WHAT YOU NEED TO DO:
Nothing but the lines from the one containing "app hash supplied;" through the end of the material should be restated, and each exactly.

DATA TO USE: Begin

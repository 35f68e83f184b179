//! Portable session bundles for Telegram Desktop local stores.
//!
//! A desktop `tdata` directory is turned into a *bundle*: a flat JSON document
//! plus an opaque `.session` artifact sharing its basename. The bundle can later
//! be opened on another host to rebuild a working client.
//!
//! The designed pieces are pure or nearly so:
//!
//! - [`bundle`] - bundle document codec and artifact path resolution
//! - [`proxy`] - proxy description to connection spec mapping
//! - [`fingerprint`] - seed-reproducible device metadata
//! - [`compat`] - additive repair of historical `tdata` naming drift
//! - [`discovery`] - locating a single valid local store
//!
//! [`pipeline`] composes them with the external collaborators declared in
//! [`client`]. The [`driver`] module implements those collaborators by talking
//! to an external driver process.

pub mod bundle;
pub mod client;
pub mod compat;
pub mod config;
pub mod discovery;
pub mod driver;
pub mod error;
pub mod fingerprint;
pub mod pipeline;
pub mod proxy;

pub use client::{ApiSpec, ClientFactory, ClientParams, IdentitySet, LocalStoreDecoder, ProtocolClient, SessionFlag};
pub use error::{ClientError, PortError, Result};
pub use pipeline::{AuthorizeReport, AuthorizeRequest, DirectAuthorizer, ExportPipeline, ExportReport, ExportRequest, ImportPipeline, ImportReport};
pub use tdport_protocol::{AccountInfo, Bundle, DeviceMetadata, DeviceRecord, ProxyConfig, ProxyPort, UserProfile};

/// Directory name of a Telegram Desktop local store.
pub const LOCAL_STORE_DIR_NAME: &str = "tdata";
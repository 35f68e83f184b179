use std::path::Path;
use std::sync::Arc;

use async_trait::async_trait;
use serde::de::DeserializeOwned;
use serde_json::{Value, json};
use tokio::sync::OnceCell;
use tracing::debug;

use super::connection::ConnectionLike;
use super::process::DriverProcess;
use crate::client::{ApiSpec, ClientFactory, ClientParams, ClientResult, IdentitySet, LocalStoreDecoder, ProtocolClient, SessionFlag};
use crate::config::{ENV_DRIVER, lookup_non_empty};
use crate::error::ClientError;
use tdport_protocol::{DeviceRecord, HandleResult, ROOT_GUID, UserProfile};

/// How to start the driver program.
#[derive(Debug, Clone, Default, PartialEq, Eq)]
pub struct DriverConfig {
	pub program: Option<String>,
	pub args: Vec<String>,
}

impl DriverConfig {
	/// Program from `TDPORT_DRIVER`, no arguments.
	pub fn from_env() -> Self {
		Self::from_lookup(|key| std::env::var(key).ok())
	}

	pub fn from_lookup(lookup: impl Fn(&str) -> Option<String>) -> Self {
		Self {
			program: lookup_non_empty(&lookup, ENV_DRIVER),
			args: Vec::new(),
		}
	}

	/// An explicit program replaces the environment's.
	pub fn with_program(mut self, program: Option<String>) -> Self {
		if program.is_some() {
			self.program = program;
		}
		self
	}

	pub fn with_args(mut self, args: Vec<String>) -> Self {
		self.args = args;
		self
	}
}

/// Decoder and client factory backed by the driver process.
///
/// The process is started on first use, so commands that fail validation
/// never need one.
pub struct DriverBackend {
	config: DriverConfig,
	connection: OnceCell<Arc<dyn ConnectionLike>>,
}

impl DriverBackend {
	pub fn new(config: DriverConfig) -> Self {
		Self {
			config,
			connection: OnceCell::new(),
		}
	}

	/// Uses an already established connection instead of spawning.
	pub fn with_connection(connection: Arc<dyn ConnectionLike>) -> Self {
		Self {
			config: DriverConfig::default(),
			connection: OnceCell::new_with(Some(connection)),
		}
	}

	pub fn config(&self) -> &DriverConfig {
		&self.config
	}

	async fn connection(&self) -> ClientResult<Arc<dyn ConnectionLike>> {
		let connection = self
			.connection
			.get_or_try_init(|| async {
				let program = self.config.program.as_deref().ok_or(ClientError::NotConfigured)?;
				let process = DriverProcess::spawn(program, &self.config.args)?;
				Ok::<Arc<dyn ConnectionLike>, ClientError>(Arc::new(process))
			})
			.await?;
		Ok(Arc::clone(connection))
	}
}

#[async_trait]
impl LocalStoreDecoder for DriverBackend {
	async fn open(&self, dir: &Path) -> ClientResult<Box<dyn IdentitySet>> {
		let connection = self.connection().await?;
		let result = connection.send_message(ROOT_GUID, "store.open", json!({ "path": dir })).await?;
		let handle: HandleResult = parse(result, None)?;
		debug!(target = "tdport.driver", guid = %handle.guid, accounts = handle.accounts, "local store opened");
		Ok(Box::new(RemoteIdentitySet {
			connection,
			guid: handle.guid,
			accounts: handle.accounts,
		}))
	}
}

#[async_trait]
impl ClientFactory for DriverBackend {
	async fn from_artifact(&self, params: ClientParams) -> ClientResult<Box<dyn ProtocolClient>> {
		let connection = self.connection().await?;
		let result = connection.send_message(ROOT_GUID, "client.create", serde_json::to_value(&params)?).await?;
		let handle: HandleResult = parse(result, None)?;
		Ok(Box::new(RemoteClient { connection, guid: handle.guid }))
	}
}

struct RemoteIdentitySet {
	connection: Arc<dyn ConnectionLike>,
	guid: String,
	accounts: usize,
}

#[async_trait]
impl IdentitySet for RemoteIdentitySet {
	fn account_count(&self) -> usize {
		self.accounts
	}

	async fn to_client_session(&self, artifact: &Path, flag: SessionFlag, api: ApiSpec) -> ClientResult<Box<dyn ProtocolClient>> {
		let params = json!({
			"session": artifact,
			"flag": flag,
			"app_id": api.app_id,
			"app_hash": api.app_hash,
		});
		let result = self.connection.send_message(&self.guid, "identities.toClientSession", params).await?;
		let handle: HandleResult = parse(result, None)?;
		Ok(Box::new(RemoteClient {
			connection: Arc::clone(&self.connection),
			guid: handle.guid,
		}))
	}
}

struct RemoteClient {
	connection: Arc<dyn ConnectionLike>,
	guid: String,
}

impl RemoteClient {
	async fn call(&self, method: &str) -> ClientResult<Value> {
		self.connection.send_message(&self.guid, method, json!({})).await
	}
}

#[async_trait]
impl ProtocolClient for RemoteClient {
	async fn connect(&mut self) -> ClientResult<()> {
		self.call("client.connect").await.map(drop)
	}

	async fn is_authorized(&mut self) -> ClientResult<bool> {
		parse(self.call("client.isAuthorized").await?, Some("authorized"))
	}

	async fn current_user(&mut self) -> ClientResult<Option<UserProfile>> {
		parse(self.call("client.getMe").await?, Some("user"))
	}

	async fn export_session_string(&mut self) -> ClientResult<String> {
		parse(self.call("client.exportSessionString").await?, Some("session"))
	}

	async fn authorizations(&mut self) -> ClientResult<Vec<DeviceRecord>> {
		parse(self.call("client.getAuthorizations").await?, Some("authorizations"))
	}

	async fn disconnect(&mut self) -> ClientResult<()> {
		self.call("client.disconnect").await.map(drop)
	}
}

/// Decodes a result, unwrapping `{ key: ... }` when the driver wraps it.
fn parse<T: DeserializeOwned>(value: Value, key: Option<&str>) -> ClientResult<T> {
	let inner = match key {
		Some(key) => match value {
			Value::Object(mut fields) if fields.contains_key(key) => fields.remove(key).unwrap_or(Value::Null),
			other => other,
		},
		None => value,
	};
	serde_json::from_value(inner).map_err(|e| ClientError::Protocol(e.to_string()))
}
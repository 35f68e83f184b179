//! Seams to the external local-store decoder and protocol client.
//!
//! Neither the encrypted `tdata` key material nor the remote protocol is
//! handled in this crate. Pipelines only see the traits below; the binary
//! plugs in [`crate::driver::DriverBackend`] and tests plug in in-memory fakes.

use std::path::{Path, PathBuf};

use async_trait::async_trait;
use serde::Serialize;
use tracing::warn;

use crate::error::ClientError;
use crate::proxy::ConnectionProxySpec;
use tdport_protocol::{DeviceRecord, UserProfile};

/// Result alias for calls into external collaborators.
pub type ClientResult<T> = std::result::Result<T, ClientError>;

/// Application identity used when building a client.
#[derive(Debug, Clone, PartialEq, Eq, Serialize)]
pub struct ApiSpec {
	pub app_id: i64,
	pub app_hash: String,
}

impl ApiSpec {
	/// Telegram Desktop's published application id.
	pub const DESKTOP_APP_ID: i64 = 2040;
	/// Telegram Desktop's published application hash.
	pub const DESKTOP_APP_HASH: &'static str = "b18441a1ff607e10a989891a5462e627";

	/// The well-known desktop identity.
	pub fn desktop() -> Self {
		Self {
			app_id: Self::DESKTOP_APP_ID,
			app_hash: Self::DESKTOP_APP_HASH.to_string(),
		}
	}

	/// Uses the caller's pair when both halves are usable, else the desktop pair.
	pub fn resolve(app_id: Option<i64>, app_hash: Option<&str>) -> Self {
		let app_id = app_id.filter(|id| *id > 0);
		let app_hash = app_hash.map(str::trim).filter(|hash| !hash.is_empty());
		match (app_id, app_hash) {
			(Some(app_id), Some(app_hash)) => Self {
				app_id,
				app_hash: app_hash.to_string(),
			},
			(None, None) => Self::desktop(),
			_ => {
				warn!(target = "tdport", "only one of app id / app hash supplied; using the desktop defaults");
				Self::desktop()
			}
		}
	}
}

/// Whether conversion reuses the desktop session's auth key or logs in anew.
#[derive(Debug, Clone, Copy, Default, PartialEq, Eq, Serialize)]
#[serde(rename_all = "snake_case")]
pub enum SessionFlag {
	#[default]
	UseCurrent,
	CreateNew,
}

/// Everything needed to rebuild a client from a stored session artifact.
#[derive(Debug, Clone, PartialEq, Eq, Serialize)]
pub struct ClientParams {
	/// Artifact path without extension; the client appends its own.
	pub session: PathBuf,
	pub app_id: i64,
	pub app_hash: String,
	pub proxy: Option<ConnectionProxySpec>,
}

/// Opens a local store directory.
#[async_trait]
pub trait LocalStoreDecoder: Send + Sync {
	/// Decodes the store at `dir`; fails with [`ClientError::NotFound`] when
	/// the path is missing or not a valid store.
	async fn open(&self, dir: &Path) -> ClientResult<Box<dyn IdentitySet>>;
}

/// Accounts decoded from one local store.
#[async_trait]
pub trait IdentitySet: Send + Sync {
	fn account_count(&self) -> usize;

	/// Writes a session artifact at `artifact` and returns a client bound to it.
	async fn to_client_session(&self, artifact: &Path, flag: SessionFlag, api: ApiSpec) -> ClientResult<Box<dyn ProtocolClient>>;
}

/// Builds clients from existing session artifacts.
#[async_trait]
pub trait ClientFactory: Send + Sync {
	async fn from_artifact(&self, params: ClientParams) -> ClientResult<Box<dyn ProtocolClient>>;
}

/// A protocol client handle.
#[async_trait]
pub trait ProtocolClient: Send {
	async fn connect(&mut self) -> ClientResult<()>;

	async fn is_authorized(&mut self) -> ClientResult<bool>;

	async fn current_user(&mut self) -> ClientResult<Option<UserProfile>>;

	/// Serializes the live session into the portable string form.
	async fn export_session_string(&mut self) -> ClientResult<String>;

	async fn authorizations(&mut self) -> ClientResult<Vec<DeviceRecord>>;

	async fn disconnect(&mut self) -> ClientResult<()>;
}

DATA TO USE: End

SOLUTION TO THE EXERCISE:
				warn!(target = "tdport", "only one of app id / app hash supplied; using the desktop defaults");
				Self::desktop()
			}
		}
	}
}

/// Whether conversion reuses the desktop session's auth key or logs in anew.
#[derive(Debug, Clone, Copy, Default, PartialEq, Eq, Serialize)]
#[serde(rename_all = "snake_case")]
pub enum SessionFlag {
	#[default]
	UseCurrent,
	CreateNew,
}

/// Everything needed to rebuild a client from a stored session artifact.
#[derive(Debug, Clone, PartialEq, Eq, Serialize)]
pub struct ClientParams {
	/// Artifact path without extension; the client appends its own.
	pub session: PathBuf,
	pub app_id: i64,
	pub app_hash: String,
	pub proxy: Option<ConnectionProxySpec>,
}

/// Opens a local store directory.
#[async_trait]
pub trait LocalStoreDecoder: Send + Sync {
	/// Decodes the store at `dir`; fails with [`ClientError::NotFound`] when
	/// the path is missing or not a valid store.
	async fn open(&self, dir: &Path) -> ClientResult<Box<dyn IdentitySet>>;
}

/// Accounts decoded from one local store.
#[async_trait]
pub trait IdentitySet: Send + Sync {
	fn account_count(&self) -> usize;

	/// Writes a session artifact at `artifact` and returns a client bound to it.
	async fn to_client_session(&self, artifact: &Path, flag: SessionFlag, api: ApiSpec) -> ClientResult<Box<dyn ProtocolClient>>;
}

/// Builds clients from existing session artifacts.
#[async_trait]
pub trait ClientFactory: Send + Sync {
	async fn from_artifact(&self, params: ClientParams) -> ClientResult<Box<dyn ProtocolClient>>;
}

/// A protocol client handle.
#[async_trait]
pub trait ProtocolClient: Send {
	async fn connect(&mut self) -> ClientResult<()>;

	async fn is_authorized(&mut self) -> ClientResult<bool>;

	async fn current_user(&mut self) -> ClientResult<Option<UserProfile>>;

	/// Serializes the live session into the portable string form.
	async fn export_session_string(&mut self) -> ClientResult<String>;

	async fn authorizations(&mut self) -> ClientResult<Vec<DeviceRecord>>;

	async fn disconnect(&mut self) -> ClientResult<()>;
}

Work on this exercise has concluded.